In June 2023, the Company announced a rebrand, changing its name from World Fuel Services Corporation to World Kinect Corporation. On June 16, 2023, after shareholders voted to approve the name change at the Company’s 2023 annual meeting, the Company began trading under the ticker symbol WKC.

== Strategic acquisitions & divestitures ==
Since 2010, World Kinect has made a series of transformational acquisitions in software, financial technology, natural gas, power, and energy management:

- Multi-Service Technology Solutions (acquired 2012): A B2B fuel card and payment company that managed the AIR & SEA Card for the Department of Defense.

- U.S. Energy Services (acquired 2013): Allowed World Kinect to expand into natural gas, power, and energy management.
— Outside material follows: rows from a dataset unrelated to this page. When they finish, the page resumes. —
// Copyright 2026, Jeroen van Erp <jeroen@geeko.me>
// SPDX-License-Identifier: Apache-2.0
use crate::constants::DEFAULT_SHELL;

/// Build the argument vector for running `command` through `shell`.
///
/// The shell string is split on whitespace. An absent or blank shell falls back
/// to `/bin/sh -c`. The command is always passed as one final argument.
pub fn build_exec_command(shell: Option<&str>, command: &str) -> Vec<String> {
    let mut argv: Vec<String> = match shell.map(str::split_whitespace) {
        Some(parts) => parts.map(str::to_string).collect(),
        None => Vec::new(),
    };

    if argv.is_empty() {
        argv = DEFAULT_SHELL.iter().map(|s| s.to_string()).collect();
    }

    argv.push(command.to_string());
    argv
}
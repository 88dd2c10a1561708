// Copyright 2026, Jeroen van Erp <jeroen@geeko.me>
// SPDX-License-Identifier: Apache-2.0

//! Pod status and exec access

use async_trait::async_trait;
use k8s_openapi::api::core::v1::Pod;
use kube::{api::AttachParams, Api, Client};
use tokio::io::{AsyncRead, AsyncReadExt};
use tracing::{debug, instrument};

use crate::error::{KabError, Result};

/// Captured output of a command run inside a container
#[derive(Debug, Clone, Default, PartialEq, Eq)]
pub struct ExecOutput {
    pub stdout: String,
    pub stderr: String,
}

/// Access to the Pods that are backed up
#[async_trait]
pub trait PodOperations: Send + Sync {
    /// Whether the Pod reports a `Ready=True` condition
    async fn is_ready(&self, namespace: &str, name: &str) -> Result<bool>;

    /// Run `command` inside `container` and wait for it to finish
    async fn exec(
        &self,
        namespace: &str,
        name: &str,
        container: &str,
        command: &[String],
    ) -> Result<ExecOutput>;
}

/// [`PodOperations`] backed by the Kubernetes API
#[derive(Clone)]
pub struct KubePodClient {
    client: Client,
}

impl KubePodClient {
    pub fn new(client: Client) -> Self {
        Self { client }
    }
}

#[async_trait]
impl PodOperations for KubePodClient {
    #[instrument(skip(self))]
    async fn is_ready(&self, namespace: &str, name: &str) -> Result<bool> {
        let pods: Api<Pod> = Api::namespaced(self.client.clone(), namespace);
        let pod = pods.get_status(name).await?;
        Ok(is_pod_ready(&pod))
    }

    #[instrument(skip(self, command))]
    async fn exec(
        &self,
        namespace: &str,
        name: &str,
        container: &str,
        command: &[String],
    ) -> Result<ExecOutput> {
        let pods: Api<Pod> = Api::namespaced(self.client.clone(), namespace);
        let params = AttachParams::default()
            .container(container)
            .stdin(false)
            .stdout(true)
            .stderr(true)
            .tty(false);

        let mut attached = pods.exec(name, command.to_vec(), &params).await?;
        let status = attached.take_status();

        let (stdout, stderr) = tokio::join!(
            read_stream(attached.stdout()),
            read_stream(attached.stderr())
        );
        let output = ExecOutput {
            stdout: stdout?,
            stderr: stderr?,
        };

        let status = match status {
            Some(status) => status.await,
            None => None,
        };
        attached
            .join()
            .await
            .map_err(|e| KabError::Execution(format!("Exec stream failed: {}", e)))?;

        match status {
            Some(s) if s.status.as_deref() != Some("Success") => Err(KabError::Execution(
                s.message
                    .unwrap_or_else(|| "command exited unsuccessfully".to_string()),
            )),
            _ => {
                debug!(stdout = %output.stdout, stderr = %output.stderr, "Exec finished");
                Ok(output)
            }
        }
    }
}

async fn read_stream<R: AsyncRead + Unpin>(stream: Option<R>) -> Result<String> {
    let mut buffer = String::new();
    if let Some(mut stream) = stream {
        stream
            .read_to_string(&mut buffer)
            .await
            .map_err(|e| KabError::Execution(format!("Failed to read exec output: {}", e)))?;
    }
    Ok(buffer)
}

/// Check the Pod's status conditions for `Ready=True`
pub fn is_pod_ready(pod: &Pod) -> bool {
    pod.status
        .as_ref()
        .and_then(|s| s.conditions.as_ref())
        .is_some_and(|conditions| {
            conditions
                .iter()
                .any(|c| c.type_ == "Ready" && c.status == "True")
        })
}
// Copyright 2026, Jeroen van Erp <jeroen@geeko.me>
// SPDX-License-Identifier: Apache-2.0

//! Kubernetes client creation and Pod access.

pub mod client;
pub mod pods;

pub use client::create_client;
pub use pods::{is_pod_ready, ExecOutput, KubePodClient, PodOperations};
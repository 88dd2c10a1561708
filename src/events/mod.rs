// Copyright 2026, Jeroen van Erp <jeroen@geeko.me>
// SPDX-License-Identifier: Apache-2.0

//! Events delivered by the operator runtime: admission reviews and daemon lifecycle changes.

pub mod channel;

use std::collections::HashSet;
use std::fmt;

use async_trait::async_trait;
use k8s_openapi::api::core::v1::Pod;
use kube::core::admission::{AdmissionRequest, AdmissionResponse};
use kube::ResourceExt;
use tokio::sync::oneshot;

pub use channel::{ChannelEventSource, EventSender};

/// Identity of a backed-up Pod
#[derive(Debug, Clone, PartialEq, Eq, Hash, PartialOrd, Ord)]
pub struct PodKey {
    pub namespace: String,
    pub name: String,
}

impl PodKey {
    pub fn new(namespace: impl Into<String>, name: impl Into<String>) -> Self {
        Self {
            namespace: namespace.into(),
            name: name.into(),
        }
    }

    pub fn from_pod(pod: &Pod) -> Self {
        Self::new(pod.namespace().unwrap_or_default(), pod.name_any())
    }
}

impl fmt::Display for PodKey {
    fn fmt(&self, f: &mut fmt::Formatter<'_>) -> fmt::Result {
        write!(f, "{}/{}", self.namespace, self.name)
    }
}

/// Lifecycle changes of backup daemons
#[derive(Debug, Clone)]
pub enum DaemonEvent {
    /// A Pod carrying the schedule annotation was seen or updated
    Observed { pod: Box<Pod> },
    /// The Pod was deleted, is terminating, or lost its schedule annotation
    Gone { key: PodKey },
    /// A full relist finished, `live` holds every annotated Pod that still exists
    Resync { live: HashSet<PodKey> },
}

/// An admission request waiting for its response
#[derive(Debug)]
pub struct PendingAdmission {
    pub request: AdmissionRequest<Pod>,
    pub respond_to: oneshot::Sender<AdmissionResponse>,
}

/// Source of the events that drive the mutator and the backup daemons
#[async_trait]
pub trait ResourceEventSource: Send + Sync {
    /// Next admission review, `None` once no more reviews can arrive
    async fn next_admission_review(&self) -> Option<PendingAdmission>;

    /// Next daemon lifecycle event, `None` once the source is closed
    async fn next_daemon_event(&self) -> Option<DaemonEvent>;
}
// Copyright 2026, Jeroen van Erp <jeroen@geeko.me>
// SPDX-License-Identifier: Apache-2.0

//! Kubernetes client creation

use std::path::Path;

use crate::config::Config;
use crate::constants::SERVICE_ACCOUNT_TOKEN_FILE;
use crate::error::{KabError, Result};
use kube::{config::KubeConfigOptions, Client, Config as KConfig};
use tracing::info;

/// Create the API client, preferring the mounted service-account token
pub async fn create_client(config: &Config) -> Result<Client> {
    let token_present = Path::new(SERVICE_ACCOUNT_TOKEN_FILE).is_file();

    let client_config = if use_service_account(config.dev_mode, token_present) {
        info!(
            "Found serviceaccount token file at {}. Login via service-account",
            SERVICE_ACCOUNT_TOKEN_FILE
        );
        KConfig::incluster().map_err(|e| {
            KabError::KubeconfigError(format!("Failed to load in-cluster config: {}", e))
        })?
    } else {
        info!("Login via kubeconfig, no token-file found or DEV mode enabled");
        KConfig::from_kubeconfig(&KubeConfigOptions::default())
            .await
            .map_err(|e| KabError::KubeconfigError(format!("Failed to load kubeconfig: {}", e)))?
    };

    Client::try_from(client_config)
        .map_err(|e| KabError::KubeconfigError(format!("Failed to create client: {}", e)))
}

fn use_service_account(dev_mode: bool, token_present: bool) -> bool {
    !dev_mode && token_present
}
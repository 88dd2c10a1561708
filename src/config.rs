// Copyright 2026, Jeroen van Erp <jeroen@geeko.me>
// SPDX-License-Identifier: Apache-2.0
use anyhow::{Context, Result};
use std::env;
use std::net::{Ipv4Addr, SocketAddr};
use std::path::PathBuf;

use crate::error::KabError;

/// NFS export that backs the injected backup volume
#[derive(Debug, Clone, PartialEq, Eq)]
pub struct NfsTarget {
    pub server: String,
    pub root_path: String,
}

impl NfsTarget {
    /// Export path holding the data of one backup identity
    pub fn backup_path(&self, backup_name: &str) -> String {
        format!("{}/{}", self.root_path, backup_name)
    }
}

/// Operator configuration loaded from environment variables
#[derive(Debug, Clone)]
pub struct Config {
    /// NFS coordinates, only required once a Pod is mutated
    pub nfs: Option<NfsTarget>,
    pub webhook_addr: SocketAddr,
    pub webhook_cert_file: PathBuf,
    pub webhook_key_file: PathBuf,
    pub metrics_addr: SocketAddr,
    /// Forces kubeconfig authentication, for running outside the cluster
    pub dev_mode: bool,
}

impl Config {
    /// Load configuration from environment variables
    pub fn from_env() -> Result<Self> {
        let nfs = match (env::var("NFS_SERVER"), env::var("NFS_ROOT_PATH")) {
            (Ok(server), Ok(root_path)) => Some(NfsTarget { server, root_path }),
            _ => None,
        };

        let webhook_port: u16 = env::var("WEBHOOK_PORT")
            .or_else(|_| env::var("webhook_port"))
            .unwrap_or_else(|_| "8443".to_string())
            .parse()
            .context("WEBHOOK_PORT is not a valid port")?;

        let metrics_port: u16 = env::var("METRICS_PORT")
            .unwrap_or_else(|_| "9090".to_string())
            .parse()
            .context("METRICS_PORT is not a valid port")?;

        Ok(Config {
            nfs,
            webhook_addr: SocketAddr::from((Ipv4Addr::UNSPECIFIED, webhook_port)),
            webhook_cert_file: env::var("WEBHOOK_CERT_FILE")
                .unwrap_or_else(|_| "/etc/certs/tls.crt".to_string())
                .into(),
            webhook_key_file: env::var("WEBHOOK_KEY_FILE")
                .unwrap_or_else(|_| "/etc/certs/tls.key".to_string())
                .into(),
            metrics_addr: SocketAddr::from((Ipv4Addr::UNSPECIFIED, metrics_port)),
            dev_mode: env::var_os("DEV").is_some(),
        })
    }
}

/// Resolve the NFS target, failing when the deployment did not provide it
pub fn require_nfs(nfs: Option<&NfsTarget>) -> crate::error::Result<&NfsTarget> {
    nfs.ok_or_else(|| {
        KabError::MissingEnvironment("NFS_SERVER and NFS_ROOT_PATH must both be set".to_string())
    })
}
Traditionally a supplier of petroleum products, the firm used U.S. Energy Services as a foundation to expand with a series of six acquisitions. This would pave the way for the new Kinect Energy Group division. Kinect Energy provides "energy management advisory and fulfillment services in over 30 countries and energy reporting in over 150 countries in almost every language and currency."
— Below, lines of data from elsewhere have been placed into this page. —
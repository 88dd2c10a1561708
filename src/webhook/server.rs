// Copyright 2026, Jeroen van Erp <jeroen@geeko.me>
// SPDX-License-Identifier: Apache-2.0
use std::net::SocketAddr;
use std::path::Path;

use axum::{
    extract::State,
    response::{IntoResponse, Response},
    routing::{get, post},
    Json, Router,
};
use axum_server::tls_rustls::RustlsConfig;
use http::{header, StatusCode};
use k8s_openapi::api::core::v1::Pod;
use kube::api::DynamicObject;
use kube::core::admission::{AdmissionRequest, AdmissionResponse, AdmissionReview};
use tracing::{error, info};

use crate::error::{KabError, Result};
use crate::events::EventSender;
use crate::metrics::BackupMetrics;

pub fn webhook_router(events: EventSender) -> Router {
    Router::new()
        .route("/mutate", post(mutate_handler))
        .route("/healthz", get(|| async { "ok" }))
        .with_state(events)
}

pub fn metrics_router(metrics: BackupMetrics) -> Router {
    Router::new()
        .route("/metrics", get(metrics_handler))
        .route("/healthz", get(|| async { "ok" }))
        .with_state(metrics)
}

/// Serve the admission webhook over TLS until the server fails
pub async fn serve_webhook(
    addr: SocketAddr,
    cert_file: &Path,
    key_file: &Path,
    events: EventSender,
) -> Result<()> {
    let tls_config = RustlsConfig::from_pem_file(cert_file, key_file)
        .await
        .map_err(|e| KabError::Server(format!("TLS config error: {}", e)))?;

    info!(addr = %addr, "Starting admission webhook server");

    axum_server::bind_rustls(addr, tls_config)
        .serve(webhook_router(events).into_make_service())
        .await
        .map_err(|e| KabError::Server(format!("Webhook server error: {}", e)))
}

/// Serve `/metrics` over plain HTTP
pub async fn serve_metrics(addr: SocketAddr, metrics: BackupMetrics) -> Result<()> {
    let listener = tokio::net::TcpListener::bind(addr)
        .await
        .map_err(|e| KabError::Server(format!("Failed to bind {}: {}", addr, e)))?;

    info!(addr = %addr, "Starting metrics server");

    axum::serve(listener, metrics_router(metrics))
        .await
        .map_err(|e| KabError::Server(format!("Metrics server error: {}", e)))
}

async fn mutate_handler(
    State(events): State<EventSender>,
    Json(body): Json<AdmissionReview<Pod>>,
) -> Json<AdmissionReview<DynamicObject>> {
    let request: AdmissionRequest<Pod> = match body.try_into() {
        Ok(request) => request,
        Err(e) => {
            error!(error = %e, "Failed to parse admission request");
            return Json(AdmissionResponse::invalid(e.to_string()).into_review());
        }
    };

    let fallback = AdmissionResponse::from(&request);
    let response = match events.submit_admission(request).await {
        Ok(response) => response,
        Err(e) => {
            error!(error = %e, "Admission request was not answered");
            fallback.deny(e.to_string())
        }
    };

    Json(response.into_review())
}

async fn metrics_handler(State(metrics): State<BackupMetrics>) -> Response {
    match metrics.render() {
        Ok(body) => (
            [(header::CONTENT_TYPE, "text/plain; version=0.0.4")],
            body,
        )
            .into_response(),
        Err(e) => (StatusCode::INTERNAL_SERVER_ERROR, e.to_string()).into_response(),
    }
}
// Copyright 2026, Jeroen van Erp <jeroen@geeko.me>
// SPDX-License-Identifier: Apache-2.0

//! Waiting for a Pod to become ready before backups start.

use std::time::Duration;

use tokio_util::sync::CancellationToken;
use tracing::{info, warn};

use crate::constants::READY_POLL_INTERVAL_SECS;
use crate::events::PodKey;
use crate::kubernetes::PodOperations;

/// Result of waiting on a Pod's readiness
#[derive(Debug, Clone, Copy, PartialEq, Eq)]
pub enum Readiness {
    Ready,
    Cancelled,
}

/// Poll the Pod status until it is ready or `cancel` fires.
///
/// API errors count as "not ready yet"; this never fails.
pub async fn wait_for_ready(
    pods: &dyn PodOperations,
    key: &PodKey,
    cancel: &CancellationToken,
) -> Readiness {
    let interval = Duration::from_secs(READY_POLL_INTERVAL_SECS);

    loop {
        if cancel.is_cancelled() {
            return Readiness::Cancelled;
        }

        match pods.is_ready(&key.namespace, &key.name).await {
            Ok(true) => return Readiness::Ready,
            Ok(false) => info!("Pod in {} not ready yet...", key),
            Err(e) => warn!("API exception when reading pod status of {}: {}", key, e),
        }

        tokio::select! {
            _ = cancel.cancelled() => return Readiness::Cancelled,
            _ = tokio::time::sleep(interval) => {}
        }
    }
}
- Avinode (acquired 2014): An on-demand market place for aircraft charter, similar to vehicle for hire mobile apps.

- Other acquisitions between 2010 and 2014: Carter Energy, Western Petroleum, Lakeside Oil, Petro Air Corp, Watson Fuels, Ascent Aviation, Hiller Group, South Minnesota Lubes, Indianhead Oil, Nordic Camp Supply, Shell Oil Gibraltar, MH Aviation Services Pty, Yacht Fuel Services, and Colt International.
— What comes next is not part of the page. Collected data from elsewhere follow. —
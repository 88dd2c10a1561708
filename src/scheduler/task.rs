// Copyright 2026, Jeroen van Erp <jeroen@geeko.me>
// SPDX-License-Identifier: Apache-2.0

//! The per-Pod backup daemon.

use std::sync::Arc;

use k8s_openapi::api::core::v1::Pod;
use kube::ResourceExt;
use tokio::time::Instant;
use tokio_util::sync::CancellationToken;
use tracing::{info, instrument, warn};

use crate::backup::{select_main_container, BackupConfig};
use crate::error::{KabError, Result};
use crate::events::PodKey;
use crate::kubernetes::PodOperations;
use crate::metrics::{BackupLabels, BackupMetrics};
use crate::scheduler::readiness::{wait_for_ready, Readiness};

#[derive(Debug, Clone, Copy, PartialEq, Eq)]
pub enum TaskState {
    WaitingForReady,
    Running,
    Stopped,
}

/// Waits for one Pod to become ready, then runs its backup command on schedule until cancelled
pub struct PodTask {
    key: PodKey,
    pod: Pod,
    pods: Arc<dyn PodOperations>,
    metrics: BackupMetrics,
    cancel: CancellationToken,
    state: TaskState,
    labels: Option<BackupLabels>,
}

impl PodTask {
    pub fn new(
        pod: Pod,
        pods: Arc<dyn PodOperations>,
        metrics: BackupMetrics,
        cancel: CancellationToken,
    ) -> Self {
        Self {
            key: PodKey::from_pod(&pod),
            pod,
            pods,
            metrics,
            cancel,
            state: TaskState::WaitingForReady,
            labels: None,
        }
    }

    pub fn state(&self) -> TaskState {
        self.state
    }

    /// Metric labels of the backups this task ran, once its settings are resolved
    pub fn labels(&self) -> Option<&BackupLabels> {
        self.labels.as_ref()
    }

    /// Drive the task until cancellation.
    ///
    /// Returns an error only when the backup settings cannot be resolved, in which case
    /// no backup was executed and the caller decides when to try again.
    #[instrument(skip(self), fields(pod = %self.key))]
    pub async fn run(&mut self) -> Result<()> {
        self.state = TaskState::WaitingForReady;

        if wait_for_ready(self.pods.as_ref(), &self.key, &self.cancel).await == Readiness::Cancelled {
            self.state = TaskState::Stopped;
            return Ok(());
        }

        let (config, container) = match self.resolve() {
            Ok(resolved) => resolved,
            Err(e) => {
                self.state = TaskState::Stopped;
                return Err(e);
            }
        };

        info!(
            "Pod in {} ready. Will backup every {} seconds",
            self.key, config.schedule_seconds
        );

        let labels = BackupLabels::new(&self.key, &container, &config);
        self.labels = Some(labels.clone());

        self.state = TaskState::Running;
        self.backup_loop(&config, &container, &labels).await;
        self.state = TaskState::Stopped;
        Ok(())
    }

    /// Read the backup settings and the target container from the Pod snapshot
    fn resolve(&self) -> Result<(BackupConfig, String)> {
        let config = BackupConfig::from_annotations(self.pod.annotations())?;
        let spec = self.pod.spec.as_ref().ok_or_else(|| {
            KabError::Configuration(format!("Pod {} has no spec", self.key))
        })?;
        let container = select_main_container(spec, config.container_name.as_deref())?;
        Ok((config, container.name.clone()))
    }

    async fn backup_loop(&self, config: &BackupConfig, container: &str, labels: &BackupLabels) {
        let command = config.backup.argv();

        while !self.cancel.is_cancelled() {
            let started = Instant::now();
            let result = self
                .pods
                .exec(&self.key.namespace, &self.key.name, container, &command)
                .await;

            match result {
                Ok(output) => {
                    self.metrics.record_success(labels, started.elapsed());
                    info!(
                        "Executed backup command in {} [{}] with return {:?}",
                        self.key, container, output.stdout
                    );
                }
                Err(e) => {
                    self.metrics.record_failure(labels);
                    warn!(
                        "Backup in {} [{}] failed, retrying in {} seconds: {}",
                        self.key, container, config.schedule_seconds, e
                    );
                }
            }

            tokio::select! {
                _ = self.cancel.cancelled() => break,
                _ = tokio::time::sleep(config.schedule()) => {}
            }
        }
    }
}
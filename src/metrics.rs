// Copyright 2026, Jeroen van Erp <jeroen@geeko.me>
// SPDX-License-Identifier: Apache-2.0

//! Prometheus metrics for backup executions.

use std::time::Duration;

use prometheus::{
    exponential_buckets, Encoder, HistogramOpts, HistogramVec, IntCounterVec, Opts, Registry,
    TextEncoder,
};

use crate::backup::BackupConfig;
use crate::error::{KabError, Result};
use crate::events::PodKey;

const LABELS: [&str; 6] = [
    "friendly_name",
    "namespace",
    "pod",
    "container",
    "backup_name",
    "schedule",
];

pub const STATUS_SUCCESS: &str = "success";
pub const STATUS_FAILED: &str = "failed";

/// Label values identifying the backups of one Pod
#[derive(Debug, Clone, PartialEq, Eq)]
pub struct BackupLabels {
    pub friendly_name: String,
    pub namespace: String,
    pub pod: String,
    pub container: String,
    pub backup_name: String,
    pub schedule: String,
}

impl BackupLabels {
    pub fn new(key: &PodKey, container: &str, config: &BackupConfig) -> Self {
        Self {
            friendly_name: format!("{} ({})", key, config.backup_name),
            namespace: key.namespace.clone(),
            pod: key.name.clone(),
            container: container.to_string(),
            backup_name: config.backup_name.clone(),
            schedule: config.schedule_seconds.to_string(),
        }
    }

    fn values(&self) -> [&str; 6] {
        [
            &self.friendly_name,
            &self.namespace,
            &self.pod,
            &self.container,
            &self.backup_name,
            &self.schedule,
        ]
    }

    fn values_with_status<'a>(&'a self, status: &'a str) -> [&'a str; 7] {
        let [a, b, c, d, e, f] = self.values();
        [a, b, c, d, e, f, status]
    }
}

/// Recording sink for backup durations and outcomes
#[derive(Debug, Clone)]
pub struct BackupMetrics {
    duration_seconds: HistogramVec,
    executions_total: IntCounterVec,
    registry: Registry,
}

impl BackupMetrics {
    pub fn new() -> Result<Self> {
        let registry = Registry::new();

        let duration_seconds = HistogramVec::new(
            HistogramOpts::new(
                "kab_backup_duration_seconds",
                "Duration of successful backup executions in seconds",
            )
            // 1s up to a bit over 2h
            .buckets(exponential_buckets(1.0, 2.0, 14)?),
            &LABELS,
        )?;

        let mut counter_labels = LABELS.to_vec();
        counter_labels.push("status");
        let executions_total = IntCounterVec::new(
            Opts::new(
                "kab_backup_executions_total",
                "Backup executions by outcome",
            ),
            &counter_labels,
        )?;

        registry.register(Box::new(duration_seconds.clone()))?;
        registry.register(Box::new(executions_total.clone()))?;

        Ok(Self {
            duration_seconds,
            executions_total,
            registry,
        })
    }

    pub fn record_success(&self, labels: &BackupLabels, elapsed: Duration) {
        self.duration_seconds
            .with_label_values(&labels.values())
            .observe(elapsed.as_secs_f64());
        self.executions_total
            .with_label_values(&labels.values_with_status(STATUS_SUCCESS))
            .inc();
    }

    pub fn record_failure(&self, labels: &BackupLabels) {
        self.executions_total
            .with_label_values(&labels.values_with_status(STATUS_FAILED))
            .inc();
    }

    /// Drop every series of a Pod that is no longer backed up
    pub fn forget(&self, labels: &BackupLabels) {
        let _ = self.duration_seconds.remove_label_values(&labels.values());
        for status in [STATUS_SUCCESS, STATUS_FAILED] {
            let _ = self
                .executions_total
                .remove_label_values(&labels.values_with_status(status));
        }
    }

    /// Number of executions with the given outcome
    #[cfg(test)]
    pub(crate) fn executions(&self, labels: &BackupLabels, status: &str) -> u64 {
        self.executions_total
            .with_label_values(&labels.values_with_status(status))
            .get()
    }

    /// Render all metrics in the Prometheus text format
    pub fn render(&self) -> Result<String> {
        let mut buffer = Vec::new();
        TextEncoder::new().encode(&self.registry.gather(), &mut buffer)?;
        String::from_utf8(buffer)
            .map_err(|e| KabError::Server(format!("Metrics output is not UTF-8: {}", e)))
    }
}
- Universal Weather and Aviation’s UVair jet fuel division in 2020.

- Flyers Energy Group was purchased in 2022 from the Dwelle Family. The purchase price was approximately $775 million. This is the largest purchase in World Fuel Services history.

In 2014, WKC divested interests in a North Dakota Bakken crude oil transloading and trading venture. During the initial Bakken boom there were no pipelines going to the region, forcing product to be shipped by railcar. The venture, with 1,100 railcars, shipped 20 Mb/d as it was one of only six options for producers to move crude oil out of the area. In 2018, two years after launching a freight factoring unit under Multi Service, WKC quickly divested it to BAMFi. In 2020, World Kinect sold its Multi-Service subsidiary to Corsair Capital for $375 million.

== Organization ==
Globally, World Kinect is composed of 185+ subsidiaries, primarily in the U.S., U.K., Singapore, Netherlands, Sweden, and Costa Rica.

It has 150 offices with service in 190 countries.

=== Land segment ===
World Kinect's land-based customers include petroleum wholesalers and distributors, wind turbine operators, and industrial, commercial, residential and government customers. Through subsidiaries, it supplies over 5,000 retail gas stations across the US, UK, and Brazil. Kinect Energy, a global energy management division, offers commercial and industrials for power, natural gas, and water. Transaction management services include fuel card payment under the Multiservice subsidiary.

=== Marine segment ===
The marine segment offers bunkering for global maritime fleets, as well as lubricants and related products and services across 1,200 major seaports. Marine customers include international container and tanker fleets, commercial cruise lines, yachts, time-charter operators, off-shore oil and gas operations, car carriers, military fleets, U.S. and foreign governments, and other fuel suppliers.

=== Aviation segment ===
The aviation segment provides fuel and derivatives to commercial airlines, cargo carriers, airports, fixed-base operators, corporate aircraft fleets, corporate helicopter fleets, government and military aircraft, fractional operators and private general aviation aircraft. Aviation‑related services range from derivatives, aircraft ground handling, and international flight planning services. Major customers include U.S. and foreign governments, intergovernmental and military customers, including the U.S. Defense Logistics Agency and the North Atlantic Treaty Organization (NATO). Other services include card payment, FBO management software, aircraft & crew flight scheduling software (SchedAero), Avinode Group, and de-icing logistics.